> [DATA RECORDS]
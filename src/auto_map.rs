//! Auto-map resolution
//!
//! Rules whose target is `:auto` or `:autoFlat` have their destination
//! derived from the source file name. The auto-map table is an ordered list
//! of suffix patterns; the first pattern that the file name ends with picks
//! the target directory and, optionally, a replacement extension.
//!
//! ```yaml
//! .geo.json: RP/models/entity
//! .item.png:
//!   path: RP/textures/items
//!   extension: .png
//! ```
//!
//! With this table `mobs/dragon/dragon.geo.json` maps to
//! `RP/models/entity/mobs/dragon/dragon.geo.json` (structure preserved) or
//! `RP/models/entity/dragon.geo.json` (flattened), and `sword.item.png` maps
//! to `RP/textures/items/sword.png`.
//!
//! Patterns are tried in declaration order, so a general pattern such as
//! `.json` listed before `.geo.json` shadows it.

use std::path::{Path, PathBuf};
use std::sync::OnceLock;

use serde::Deserialize;

use crate::error::{Error, Result};
use crate::path;

/// File name of the table inside the modules directory
pub const DEFAULT_FILE_NAME: &str = "auto_map.yaml";

/// Target of one auto-map pattern
#[derive(Debug, Clone, PartialEq, Eq, Deserialize)]
#[serde(untagged)]
pub enum AutoMapSpec {
    /// Target directory; the matched suffix is kept
    Directory(String),
    /// Target directory plus a replacement for the matched suffix
    Entry {
        #[serde(alias = "target", alias = "directory")]
        path: String,
        #[serde(default)]
        extension: Option<String>,
    },
}

impl AutoMapSpec {
    fn directory(&self) -> &str {
        match self {
            AutoMapSpec::Directory(dir) => dir,
            AutoMapSpec::Entry { path, .. } => path,
        }
    }

    fn extension(&self) -> Option<&str> {
        match self {
            AutoMapSpec::Directory(_) => None,
            AutoMapSpec::Entry { extension, .. } => extension.as_deref().filter(|e| !e.is_empty()),
        }
    }
}

/// The pieces an auto-mapped target is assembled from
#[derive(Debug, Clone, PartialEq, Eq)]
pub struct AutoMapping {
    /// Directory from the matching table entry
    pub directory: String,
    /// Parent directory of the source, if it has one
    pub structure: Option<String>,
    /// Source stem plus the replacement (or matched) suffix
    pub file_name: String,
}

impl AutoMapping {
    /// Assemble the target path, keeping the source structure unless `flatten`
    pub fn target(&self, flatten: bool) -> String {
        match (&self.structure, flatten) {
            (Some(structure), false) => path::join(&[&self.directory, structure, &self.file_name]),
            _ => path::join(&[&self.directory, &self.file_name]),
        }
    }
}

/// Ordered suffix pattern table
#[derive(Debug, Clone, Default, PartialEq, Eq)]
pub struct AutoMapTable {
    patterns: Vec<(String, AutoMapSpec)>,
}

impl AutoMapTable {
    pub fn new(patterns: Vec<(String, AutoMapSpec)>) -> Self {
        Self { patterns }
    }

    /// Parse a YAML (or JSON) mapping, keeping the declared pattern order
    pub fn parse(content: &str, location: &str) -> Result<Self> {
        let document: serde_yaml::Value = serde_yaml::from_str(content).map_err(|err| Error::AutoMap {
            message: format!("Failed to parse {}: {}", location, err),
        })?;

        let mapping = match document {
            serde_yaml::Value::Null => return Ok(Self::default()),
            serde_yaml::Value::Mapping(mapping) => mapping,
            _ => {
                return Err(Error::AutoMap {
                    message: format!("{} must contain a mapping of suffix patterns", location),
                })
            }
        };

        let mut patterns = Vec::with_capacity(mapping.len());
        for (key, value) in mapping {
            let pattern = key.as_str().map(str::to_string).ok_or_else(|| Error::AutoMap {
                message: format!("Pattern keys in {} must be strings", location),
            })?;
            let spec = serde_yaml::from_value::<AutoMapSpec>(value).map_err(|err| Error::AutoMap {
                message: format!("Invalid target for pattern '{}' in {}: {}", pattern, location, err),
            })?;
            patterns.push((pattern, spec));
        }
        Ok(Self { patterns })
    }

    pub fn from_file(path: &Path) -> Result<Self> {
        let content = std::fs::read_to_string(path).map_err(|err| Error::AutoMap {
            message: format!("Failed to load auto-map table from {}: {}", path.display(), err),
        })?;
        Self::parse(&content, &path::as_posix(&path.to_string_lossy()))
    }

    pub fn len(&self) -> usize {
        self.patterns.len()
    }

    pub fn is_empty(&self) -> bool {
        self.patterns.is_empty()
    }

    /// First pattern that `file_name` ends with
    fn find(&self, file_name: &str) -> Option<(&str, &AutoMapSpec)> {
        self.patterns
            .iter()
            .find(|(pattern, _)| file_name.ends_with(pattern.as_str()))
            .map(|(pattern, spec)| (pattern.as_str(), spec))
    }

    /// Split the mapped target of `source_path` into its parts
    pub fn resolve_parts(&self, source_path: &str) -> Option<AutoMapping> {
        let source_path = path::as_posix(source_path);
        let file_name = path::basename(&source_path);
        let (pattern, spec) = self.find(&file_name)?;

        let stem = &file_name[..file_name.len() - pattern.len()];
        let file_name = format!("{}{}", stem, spec.extension().unwrap_or(pattern));

        let parent = path::dirname(&source_path);
        let structure = match parent.as_str() {
            "." | "" | "/" => None,
            dir => Some(dir.to_string()),
        };

        Some(AutoMapping {
            directory: spec.directory().to_string(),
            structure,
            file_name,
        })
    }

    /// Mapped target path of `source_path`, or `None` if no pattern matches
    pub fn resolve(&self, source_path: &str, flatten: bool) -> Option<String> {
        self.resolve_parts(source_path).map(|parts| parts.target(flatten))
    }
}

/// Lazily loaded auto-map table.
///
/// The table file is read on first use and shared read-only afterwards;
/// concurrent first uses load it once. A load failure is remembered and
/// reported to every caller.
#[derive(Debug)]
pub struct AutoMapResolver {
    path: PathBuf,
    table: OnceLock<std::result::Result<AutoMapTable, String>>,
}

impl AutoMapResolver {
    pub fn new(path: impl Into<PathBuf>) -> Self {
        Self {
            path: path.into(),
            table: OnceLock::new(),
        }
    }

    /// A resolver over an already loaded table
    pub fn from_table(table: AutoMapTable) -> Self {
        let cell = OnceLock::new();
        let _ = cell.set(Ok(table));
        Self {
            path: PathBuf::new(),
            table: cell,
        }
    }

    pub fn path(&self) -> &Path {
        &self.path
    }

    pub fn table(&self) -> Result<&AutoMapTable> {
        self.table
            .get_or_init(|| {
                log::debug!("Loading auto-map table from {}", self.path.display());
                AutoMapTable::from_file(&self.path).map_err(|err| match err {
                    Error::AutoMap { message } => message,
                    other => other.to_string(),
                })
            })
            .as_ref()
            .map_err(|message| Error::AutoMap {
                message: message.clone(),
            })
    }

    pub fn resolve_parts(&self, source_path: &str) -> Result<Option<AutoMapping>> {
        Ok(self.table()?.resolve_parts(source_path))
    }
}

#[cfg(test)]
mod tests {
    use super::*;
    use std::sync::Arc;

    const TABLE: &str = r#"
.geo.json: RP/models/entity
.block.json: BP/blocks
.item.png:
  target: RP/textures/items
  extension: .png
.entity.tga:
  path: RP/textures/entity
  extension: .tga
.mc.language.json:
  directory: texts/languages
  extension: .lang
.special.json: data/special
.json: data/general
"#;

    fn table() -> AutoMapTable {
        AutoMapTable::parse(TABLE, "auto_map.yaml").unwrap()
    }

    #[test]
    fn test_basic_string_mapping() {
        assert_eq!(
            table().resolve("mymodel.geo.json", false),
            Some("RP/models/entity/mymodel.geo.json".to_string())
        );
    }

    #[test]
    fn test_preserve_structure() {
        assert_eq!(
            table().resolve("mobs/dragon/dragon.geo.json", false),
            Some("RP/models/entity/mobs/dragon/dragon.geo.json".to_string())
        );
    }

    #[test]
    fn test_flatten_structure() {
        assert_eq!(
            table().resolve("mobs/dragon/dragon.geo.json", true),
            Some("RP/models/entity/dragon.geo.json".to_string())
        );
    }

    #[test]
    fn test_extension_replacement() {
        assert_eq!(
            table().resolve("sword.item.png", false),
            Some("RP/textures/items/sword.png".to_string())
        );
        assert_eq!(
            table().resolve("en_US.mc.language.json", false),
            Some("texts/languages/en_US.lang".to_string())
        );
    }

    #[test]
    fn test_unknown_suffix() {
        assert_eq!(table().resolve("unknown.xyz", false), None);
    }

    #[test]
    fn test_first_match_wins() {
        assert_eq!(
            table().resolve("config.special.json", false),
            Some("data/special/config.special.json".to_string())
        );
        assert_eq!(
            table().resolve("simple.json", false),
            Some("data/general/simple.json".to_string())
        );
    }

    #[test]
    fn test_general_pattern_first_shadows_specific() {
        let table = AutoMapTable::parse(".json: data/general\n.geo.json: RP/models\n", "t").unwrap();
        assert_eq!(
            table.resolve("a.geo.json", true),
            Some("data/general/a.geo.json".to_string())
        );
    }

    #[test]
    fn test_dot_segments_in_source_dir_are_collapsed() {
        assert_eq!(
            table().resolve("./mobs/./dragon/dragon.geo.json", false),
            Some("RP/models/entity/mobs/dragon/dragon.geo.json".to_string())
        );
    }

    #[test]
    fn test_resolve_parts() {
        let parts = table().resolve_parts("mobs/sword.item.png").unwrap();
        assert_eq!(parts.directory, "RP/textures/items");
        assert_eq!(parts.structure.as_deref(), Some("mobs"));
        assert_eq!(parts.file_name, "sword.png");
    }

    #[test]
    fn test_json_table() {
        let table = AutoMapTable::parse(r#"{".png": "RP/textures/misc"}"#, "auto_map.json").unwrap();
        assert_eq!(table.resolve("a.png", false), Some("RP/textures/misc/a.png".to_string()));
    }

    #[test]
    fn test_invalid_tables() {
        assert!(AutoMapTable::parse("- a\n- b\n", "t").is_err());
        let err = AutoMapTable::parse(".png: [1, 2]\n", "t").unwrap_err();
        assert!(err.to_string().contains("Invalid target for pattern '.png'"));
        assert!(AutoMapTable::parse("", "t").unwrap().is_empty());
    }

    #[test]
    fn test_resolver_loads_lazily_from_file() {
        let dir = tempfile::tempdir().unwrap();
        let file = dir.path().join(DEFAULT_FILE_NAME);
        std::fs::write(&file, TABLE).unwrap();

        let resolver = AutoMapResolver::new(&file);
        assert_eq!(
            resolver.resolve_parts("sword.item.png").unwrap().map(|m| m.target(true)),
            Some("RP/textures/items/sword.png".to_string())
        );
        // later edits are not picked up once loaded
        std::fs::write(&file, ".png: elsewhere\n").unwrap();
        assert_eq!(resolver.table().unwrap().len(), 7);
    }

    #[test]
    fn test_resolver_reports_missing_file_every_time() {
        let dir = tempfile::tempdir().unwrap();
        let resolver = AutoMapResolver::new(dir.path().join("missing.yaml"));
        assert!(matches!(resolver.table(), Err(Error::AutoMap { .. })));
        let err = resolver.resolve_parts("a.png").unwrap_err();
        assert!(err.to_string().contains("Failed to load auto-map table"));
    }

    #[test]
    fn test_resolver_shared_across_threads() {
        let dir = tempfile::tempdir().unwrap();
        let file = dir.path().join(DEFAULT_FILE_NAME);
        std::fs::write(&file, TABLE).unwrap();
        let resolver = Arc::new(AutoMapResolver::new(&file));

        let handles: Vec<_> = (0..4)
            .map(|_| {
                let resolver = Arc::clone(&resolver);
                std::thread::spawn(move || resolver.resolve_parts("x.block.json").unwrap().map(|m| m.target(true)))
            })
            .collect();
        for handle in handles {
            assert_eq!(handle.join().unwrap(), Some("BP/blocks/x.block.json".to_string()));
        }
    }
}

> [REQUIRED WORK] Emit, unaltered, the lines from the top of the listing down through the line that holds "if it has one"; emit nothing else.

> [OUTPUT FOR THIS TASK]
filename src/auto_map.rs
//! Auto-map resolution
//!
//! Rules whose target is `:auto` or `:autoFlat` have their destination
//! derived from the source file name. The auto-map table is an ordered list
//! of suffix patterns; the first pattern that the file name ends with picks
//! the target directory and, optionally, a replacement extension.
//!
//! ```yaml
//! .geo.json: RP/models/entity
//! .item.png:
//!   path: RP/textures/items
//!   extension: .png
//! ```
//!
//! With this table `mobs/dragon/dragon.geo.json` maps to
//! `RP/models/entity/mobs/dragon/dragon.geo.json` (structure preserved) or
//! `RP/models/entity/dragon.geo.json` (flattened), and `sword.item.png` maps
//! to `RP/textures/items/sword.png`.
//!
//! Patterns are tried in declaration order, so a general pattern such as
//! `.json` listed before `.geo.json` shadows it.

use std::path::{Path, PathBuf};
use std::sync::OnceLock;

use serde::Deserialize;

use crate::error::{Error, Result};
use crate::path;

/// File name of the table inside the modules directory
pub const DEFAULT_FILE_NAME: &str = "auto_map.yaml";

/// Target of one auto-map pattern
#[derive(Debug, Clone, PartialEq, Eq, Deserialize)]
#[serde(untagged)]
pub enum AutoMapSpec {
    /// Target directory; the matched suffix is kept
    Directory(String),
    /// Target directory plus a replacement for the matched suffix
    Entry {
        #[serde(alias = "target", alias = "directory")]
        path: String,
        #[serde(default)]
        extension: Option<String>,
    },
}

impl AutoMapSpec {
    fn directory(&self) -> &str {
        match self {
            AutoMapSpec::Directory(dir) => dir,
            AutoMapSpec::Entry { path, .. } => path,
        }
    }

    fn extension(&self) -> Option<&str> {
        match self {
            AutoMapSpec::Directory(_) => None,
            AutoMapSpec::Entry { extension, .. } => extension.as_deref().filter(|e| !e.is_empty()),
        }
    }
}

/// The pieces an auto-mapped target is assembled from
#[derive(Debug, Clone, PartialEq, Eq)]
pub struct AutoMapping {
    /// Directory from the matching table entry
    pub directory: String,
    /// Parent directory of the source, if it has one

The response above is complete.